Extracted data entries:

....................

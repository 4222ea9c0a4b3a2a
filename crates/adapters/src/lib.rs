// SPDX-License-Identifier: BUSL-1.1
// Copyright (c) 2026 Alfred Jean LLC

// Allow panic!/unwrap/expect in test code
#![cfg_attr(test, allow(clippy::panic))]
#![cfg_attr(test, allow(clippy::unwrap_used))]
#![cfg_attr(test, allow(clippy::expect_used))]

//! Tool adapters for relay.
//!
//! One adapter per supported CLI (claude / codex / gemini). Each spawns the
//! tool as a child process with an explicit argv (never through a shell),
//! stream-parses its line-delimited JSON output, extracts the tool's
//! session-continuation key, and classifies failures into stable error
//! codes. Adapters own the child process for the duration of one run and
//! hold no persistent state.

mod adapter;
mod claude;
mod codex;
mod gemini;
mod line_buffer;
mod process;
mod progress;
mod stream;

#[cfg(any(test, feature = "test-support"))]
mod fake;

pub use adapter::{AdapterFailure, AdapterSet, RunInput, RunReport, ToolAdapter};
pub use claude::ClaudeAdapter;
pub use codex::CodexAdapter;
pub use gemini::GeminiAdapter;
pub use line_buffer::LineBuffer;
pub use process::{run_streaming, Capture, ProcessError, SpawnSpec};
pub use progress::{emit_progress, ActivityKind, ProgressEvent, ProgressSink};

#[cfg(any(test, feature = "test-support"))]
pub use fake::{FakeAdapter, FakeInvocation};
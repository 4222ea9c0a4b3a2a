// SPDX-License-Identifier: BUSL-1.1
// Copyright (c) 2026 Alfred Jean LLC

use super::*;
use std::time::Duration;

fn sh(script: &str, timeout: Duration) -> SpawnSpec {
    SpawnSpec {
        program: "sh".to_string(),
        args: vec!["-c".to_string(), script.to_string()],
        cwd: std::env::temp_dir(),
        timeout,
    }
}

#[tokio::test]
async fn captures_stdout_and_stderr_separately() {
    let spec = sh("echo out1; echo err1 >&2; echo out2", Duration::from_secs(5));
    let capture = run_streaming(&spec, |_| {}).await.unwrap();

    assert!(capture.success());
    assert_eq!(capture.stdout_lines, ["out1", "out2"]);
    assert_eq!(capture.stderr_lines, ["err1"]);
}

#[tokio::test]
async fn stdout_callback_sees_lines_in_order() {
    let spec = sh("printf 'a\\nb\\nc\\n'", Duration::from_secs(5));
    let mut seen = Vec::new();
    let capture = run_streaming(&spec, |line| seen.push(line.to_string()))
        .await
        .unwrap();

    assert_eq!(seen, ["a", "b", "c"]);
    assert_eq!(capture.stdout_lines, seen);
}

#[tokio::test]
async fn trailing_partial_line_is_flushed() {
    let spec = sh("printf 'no-newline'", Duration::from_secs(5));
    let capture = run_streaming(&spec, |_| {}).await.unwrap();
    assert_eq!(capture.stdout_lines, ["no-newline"]);
}

#[tokio::test]
async fn nonzero_exit_is_reported() {
    let spec = sh("echo partial; exit 3", Duration::from_secs(5));
    let capture = run_streaming(&spec, |_| {}).await.unwrap();

    assert!(!capture.success());
    assert_eq!(capture.exit_code(), Some(3));
    assert_eq!(capture.stdout_lines, ["partial"]);
}

#[tokio::test]
async fn deadline_kills_the_child() {
    let spec = sh("echo early; sleep 30", Duration::from_millis(200));
    let start = std::time::Instant::now();
    let capture = run_streaming(&spec, |_| {}).await.unwrap();

    assert!(capture.timed_out);
    assert!(!capture.success());
    assert!(capture.status.is_none());
    // Partial output before the kill is retained.
    assert_eq!(capture.stdout_lines, ["early"]);
    assert!(start.elapsed() < Duration::from_secs(10));
}

#[tokio::test]
async fn missing_binary_is_a_spawn_error() {
    let spec = SpawnSpec {
        program: "definitely-not-a-real-binary-xyz".to_string(),
        args: vec![],
        cwd: std::env::temp_dir(),
        timeout: Duration::from_secs(1),
    };
    assert!(matches!(
        run_streaming(&spec, |_| {}).await.unwrap_err(),
        ProcessError::Spawn(_)
    ));
}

....................

_TASK BRIEF_
Output every line of the data again, exactly.

_ANSWER SECTION_
repository 4222ea9c0a4b3a2a
filename crates/adapters/src/lib.rs
// SPDX-License-Identifier: BUSL-1.1
// Copyright (c) 2026 Alfred Jean LLC

// Allow panic!/unwrap/expect in test code
#![cfg_attr(test, allow(clippy::panic))]
#![cfg_attr(test, allow(clippy::unwrap_used))]
#![cfg_attr(test, allow(clippy::expect_used))]

//! Tool adapters for relay.
//!
//! One adapter per supported CLI (claude / codex / gemini). Each spawns the
//! tool as a child process with an explicit argv (never through a shell),
//! stream-parses its line-delimited JSON output, extracts the tool's
//! session-continuation key, and classifies failures into stable error
//! codes. Adapters own the child process for the duration of one run and
//! hold no persistent state.

mod adapter;
mod claude;
mod codex;
mod gemini;
mod line_buffer;
mod process;
mod progress;
mod stream;

#[cfg(any(test, feature = "test-support"))]
mod fake;

pub use adapter::{AdapterFailure, AdapterSet, RunInput, RunReport, ToolAdapter};
pub use claude::ClaudeAdapter;
pub use codex::CodexAdapter;
pub use gemini::GeminiAdapter;
pub use line_buffer::LineBuffer;
pub use process::{run_streaming, Capture, ProcessError, SpawnSpec};
pub use progress::{emit_progress, ActivityKind, ProgressEvent, ProgressSink};

#[cfg(any(test, feature = "test-support"))]
pub use fake::{FakeAdapter, FakeInvocation};
repository 4222ea9c0a4b3a2a
// SPDX-License-Identifier: BUSL-1.1
// Copyright (c) 2026 Alfred Jean LLC

use super::*;
use std::time::Duration;

fn sh(script: &str, timeout: Duration) -> SpawnSpec {
    SpawnSpec {
        program: "sh".to_string(),
        args: vec!["-c".to_string(), script.to_string()],
        cwd: std::env::temp_dir(),
        timeout,
    }
}

#[tokio::test]
async fn captures_stdout_and_stderr_separately() {
    let spec = sh("echo out1; echo err1 >&2; echo out2", Duration::from_secs(5));
    let capture = run_streaming(&spec, |_| {}).await.unwrap();

    assert!(capture.success());
    assert_eq!(capture.stdout_lines, ["out1", "out2"]);
    assert_eq!(capture.stderr_lines, ["err1"]);
}

#[tokio::test]
async fn stdout_callback_sees_lines_in_order() {
    let spec = sh("printf 'a\\nb\\nc\\n'", Duration::from_secs(5));
    let mut seen = Vec::new();
    let capture = run_streaming(&spec, |line| seen.push(line.to_string()))
        .await
        .unwrap();

    assert_eq!(seen, ["a", "b", "c"]);
    assert_eq!(capture.stdout_lines, seen);
}

#[tokio::test]
async fn trailing_partial_line_is_flushed() {
    let spec = sh("printf 'no-newline'", Duration::from_secs(5));
    let capture = run_streaming(&spec, |_| {}).await.unwrap();
    assert_eq!(capture.stdout_lines, ["no-newline"]);
}

#[tokio::test]
async fn nonzero_exit_is_reported() {
    let spec = sh("echo partial; exit 3", Duration::from_secs(5));
    let capture = run_streaming(&spec, |_| {}).await.unwrap();

    assert!(!capture.success());
    assert_eq!(capture.exit_code(), Some(3));
    assert_eq!(capture.stdout_lines, ["partial"]);
}

#[tokio::test]
async fn deadline_kills_the_child() {
    let spec = sh("echo early; sleep 30", Duration::from_millis(200));
    let start = std::time::Instant::now();
    let capture = run_streaming(&spec, |_| {}).await.unwrap();

    assert!(capture.timed_out);
    assert!(!capture.success());
    assert!(capture.status.is_none());
    // Partial output before the kill is retained.
    assert_eq!(capture.stdout_lines, ["early"]);
    assert!(start.elapsed() < Duration::from_secs(10));
}

#[tokio::test]
async fn missing_binary_is_a_spawn_error() {
    let spec = SpawnSpec {
        program: "definitely-not-a-real-binary-xyz".to_string(),
        args: vec![],
        cwd: std::env::temp_dir(),
        timeout: Duration::from_secs(1),
    };
    assert!(matches!(
        run_streaming(&spec, |_| {}).await.unwrap_err(),
        ProcessError::Spawn(_)
    ));
}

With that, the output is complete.